Exercise requirements> The job is to find each line in the entries holding the string "TraceLayer" and copy that line.

Collection entries

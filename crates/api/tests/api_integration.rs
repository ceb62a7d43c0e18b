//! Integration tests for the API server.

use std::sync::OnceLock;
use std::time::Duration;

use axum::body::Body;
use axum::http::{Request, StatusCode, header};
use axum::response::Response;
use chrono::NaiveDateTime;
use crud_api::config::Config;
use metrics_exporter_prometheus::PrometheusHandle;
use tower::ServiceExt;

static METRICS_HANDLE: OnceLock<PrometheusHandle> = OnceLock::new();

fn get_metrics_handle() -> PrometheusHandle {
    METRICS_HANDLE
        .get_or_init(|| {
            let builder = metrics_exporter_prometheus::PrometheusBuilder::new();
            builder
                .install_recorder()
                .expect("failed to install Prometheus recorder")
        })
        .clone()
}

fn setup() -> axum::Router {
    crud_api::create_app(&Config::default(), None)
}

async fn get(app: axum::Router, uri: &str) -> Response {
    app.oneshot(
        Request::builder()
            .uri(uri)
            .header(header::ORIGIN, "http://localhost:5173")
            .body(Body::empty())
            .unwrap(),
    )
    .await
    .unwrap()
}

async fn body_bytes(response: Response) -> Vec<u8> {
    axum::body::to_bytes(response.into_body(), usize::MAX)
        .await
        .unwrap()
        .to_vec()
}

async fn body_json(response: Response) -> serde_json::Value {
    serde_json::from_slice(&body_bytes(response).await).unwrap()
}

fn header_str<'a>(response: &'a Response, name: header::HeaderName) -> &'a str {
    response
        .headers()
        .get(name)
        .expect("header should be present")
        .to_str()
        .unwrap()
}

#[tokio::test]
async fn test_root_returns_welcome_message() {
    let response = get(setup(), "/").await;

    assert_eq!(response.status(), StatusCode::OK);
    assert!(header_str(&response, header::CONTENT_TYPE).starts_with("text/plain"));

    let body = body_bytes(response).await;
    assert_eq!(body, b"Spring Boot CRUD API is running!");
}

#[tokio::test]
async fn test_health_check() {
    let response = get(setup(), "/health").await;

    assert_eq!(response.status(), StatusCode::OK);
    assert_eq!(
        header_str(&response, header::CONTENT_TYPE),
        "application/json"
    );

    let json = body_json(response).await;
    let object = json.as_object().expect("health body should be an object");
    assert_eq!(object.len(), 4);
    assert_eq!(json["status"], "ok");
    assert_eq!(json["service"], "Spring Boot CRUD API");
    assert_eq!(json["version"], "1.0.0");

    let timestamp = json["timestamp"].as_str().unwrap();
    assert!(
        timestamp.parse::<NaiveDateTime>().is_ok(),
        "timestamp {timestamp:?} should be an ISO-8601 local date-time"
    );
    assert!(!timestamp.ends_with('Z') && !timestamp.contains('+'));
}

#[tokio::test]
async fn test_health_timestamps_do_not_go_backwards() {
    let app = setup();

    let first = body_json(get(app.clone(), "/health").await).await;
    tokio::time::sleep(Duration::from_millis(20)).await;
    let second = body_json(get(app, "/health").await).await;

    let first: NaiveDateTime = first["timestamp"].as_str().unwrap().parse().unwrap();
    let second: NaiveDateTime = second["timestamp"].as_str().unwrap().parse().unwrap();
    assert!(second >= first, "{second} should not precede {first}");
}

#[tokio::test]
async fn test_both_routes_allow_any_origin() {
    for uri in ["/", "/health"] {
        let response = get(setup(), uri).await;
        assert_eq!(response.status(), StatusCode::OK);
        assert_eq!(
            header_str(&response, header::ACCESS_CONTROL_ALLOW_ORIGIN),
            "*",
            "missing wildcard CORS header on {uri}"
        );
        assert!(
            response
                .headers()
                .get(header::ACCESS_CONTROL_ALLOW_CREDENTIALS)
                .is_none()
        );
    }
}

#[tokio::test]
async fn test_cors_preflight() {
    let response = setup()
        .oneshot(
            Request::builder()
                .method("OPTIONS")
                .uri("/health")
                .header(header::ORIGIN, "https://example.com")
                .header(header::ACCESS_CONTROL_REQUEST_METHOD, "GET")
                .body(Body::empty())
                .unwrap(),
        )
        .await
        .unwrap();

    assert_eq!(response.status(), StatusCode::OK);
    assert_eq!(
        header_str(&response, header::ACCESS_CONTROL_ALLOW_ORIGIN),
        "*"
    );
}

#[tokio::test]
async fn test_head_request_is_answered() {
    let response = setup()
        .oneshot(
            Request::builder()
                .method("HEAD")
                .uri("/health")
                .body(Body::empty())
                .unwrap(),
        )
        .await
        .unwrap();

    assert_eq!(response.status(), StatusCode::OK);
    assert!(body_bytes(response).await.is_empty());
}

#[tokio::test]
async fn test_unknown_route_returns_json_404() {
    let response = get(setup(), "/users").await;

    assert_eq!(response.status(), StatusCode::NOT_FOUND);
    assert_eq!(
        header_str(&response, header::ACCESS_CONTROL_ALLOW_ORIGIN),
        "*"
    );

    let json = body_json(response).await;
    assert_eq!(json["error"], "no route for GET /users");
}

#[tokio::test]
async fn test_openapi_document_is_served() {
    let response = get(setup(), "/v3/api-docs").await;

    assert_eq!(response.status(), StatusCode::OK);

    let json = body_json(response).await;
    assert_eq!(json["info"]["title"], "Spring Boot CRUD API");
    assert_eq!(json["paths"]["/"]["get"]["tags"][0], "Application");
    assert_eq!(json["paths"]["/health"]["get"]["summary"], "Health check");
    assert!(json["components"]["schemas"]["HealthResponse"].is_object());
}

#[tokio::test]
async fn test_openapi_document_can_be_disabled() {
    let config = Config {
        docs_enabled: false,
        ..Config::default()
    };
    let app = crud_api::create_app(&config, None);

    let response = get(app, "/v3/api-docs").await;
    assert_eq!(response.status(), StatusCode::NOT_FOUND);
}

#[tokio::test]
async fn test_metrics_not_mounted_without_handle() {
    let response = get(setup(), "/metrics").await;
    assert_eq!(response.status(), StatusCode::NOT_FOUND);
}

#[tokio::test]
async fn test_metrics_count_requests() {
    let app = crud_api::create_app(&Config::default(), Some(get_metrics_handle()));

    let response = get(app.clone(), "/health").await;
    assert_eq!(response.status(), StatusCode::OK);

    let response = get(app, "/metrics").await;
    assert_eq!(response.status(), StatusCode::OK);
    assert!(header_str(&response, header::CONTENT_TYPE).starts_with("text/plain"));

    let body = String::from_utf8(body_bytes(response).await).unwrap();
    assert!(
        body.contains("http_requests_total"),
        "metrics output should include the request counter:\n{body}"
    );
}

==

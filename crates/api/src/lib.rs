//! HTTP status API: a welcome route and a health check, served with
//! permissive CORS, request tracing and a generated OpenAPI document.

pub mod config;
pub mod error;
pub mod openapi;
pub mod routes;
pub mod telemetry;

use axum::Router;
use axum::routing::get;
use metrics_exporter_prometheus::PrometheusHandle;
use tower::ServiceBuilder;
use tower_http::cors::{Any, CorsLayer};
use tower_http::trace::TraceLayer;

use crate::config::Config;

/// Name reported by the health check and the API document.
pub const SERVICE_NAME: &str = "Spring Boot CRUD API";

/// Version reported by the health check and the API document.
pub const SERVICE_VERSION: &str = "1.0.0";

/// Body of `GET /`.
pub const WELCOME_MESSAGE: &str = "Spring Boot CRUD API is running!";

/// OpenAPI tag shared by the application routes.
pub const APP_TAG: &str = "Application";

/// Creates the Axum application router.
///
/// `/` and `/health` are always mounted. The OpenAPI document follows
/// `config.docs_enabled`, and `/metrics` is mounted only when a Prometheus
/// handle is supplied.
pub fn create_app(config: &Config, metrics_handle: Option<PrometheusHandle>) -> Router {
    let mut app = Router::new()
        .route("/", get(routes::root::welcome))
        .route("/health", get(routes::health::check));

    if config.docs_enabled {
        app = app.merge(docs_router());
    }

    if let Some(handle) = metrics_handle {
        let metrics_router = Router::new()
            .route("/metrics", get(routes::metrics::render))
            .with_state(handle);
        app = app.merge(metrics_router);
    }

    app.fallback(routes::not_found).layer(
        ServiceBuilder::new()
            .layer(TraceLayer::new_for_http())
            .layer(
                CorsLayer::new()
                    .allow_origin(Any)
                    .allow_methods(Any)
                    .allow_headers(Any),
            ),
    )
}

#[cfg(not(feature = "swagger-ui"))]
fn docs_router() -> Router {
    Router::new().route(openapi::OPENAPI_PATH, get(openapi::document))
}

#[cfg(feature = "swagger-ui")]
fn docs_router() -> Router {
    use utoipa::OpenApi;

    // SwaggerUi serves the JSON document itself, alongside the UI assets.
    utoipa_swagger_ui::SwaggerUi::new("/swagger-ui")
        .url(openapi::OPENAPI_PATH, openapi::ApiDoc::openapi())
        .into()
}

---

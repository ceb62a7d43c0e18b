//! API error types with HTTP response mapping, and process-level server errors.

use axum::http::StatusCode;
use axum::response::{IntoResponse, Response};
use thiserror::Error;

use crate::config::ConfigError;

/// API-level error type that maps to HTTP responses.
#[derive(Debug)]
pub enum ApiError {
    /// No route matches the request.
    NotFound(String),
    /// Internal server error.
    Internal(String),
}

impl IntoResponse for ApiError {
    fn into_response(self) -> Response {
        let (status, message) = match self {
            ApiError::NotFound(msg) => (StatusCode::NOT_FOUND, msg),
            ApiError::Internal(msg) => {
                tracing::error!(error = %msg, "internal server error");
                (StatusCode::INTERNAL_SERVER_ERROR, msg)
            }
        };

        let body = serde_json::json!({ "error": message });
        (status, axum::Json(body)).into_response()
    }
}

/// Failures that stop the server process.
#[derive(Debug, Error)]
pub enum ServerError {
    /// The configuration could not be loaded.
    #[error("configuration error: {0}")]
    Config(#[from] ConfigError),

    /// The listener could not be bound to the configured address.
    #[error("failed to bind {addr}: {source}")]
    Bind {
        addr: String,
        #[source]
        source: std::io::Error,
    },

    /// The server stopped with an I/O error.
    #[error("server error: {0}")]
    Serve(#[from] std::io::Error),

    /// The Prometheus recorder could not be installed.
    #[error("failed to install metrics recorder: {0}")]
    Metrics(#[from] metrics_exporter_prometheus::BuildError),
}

Result>
use tower_http::trace::TraceLayer;
            .layer(TraceLayer::new_for_http())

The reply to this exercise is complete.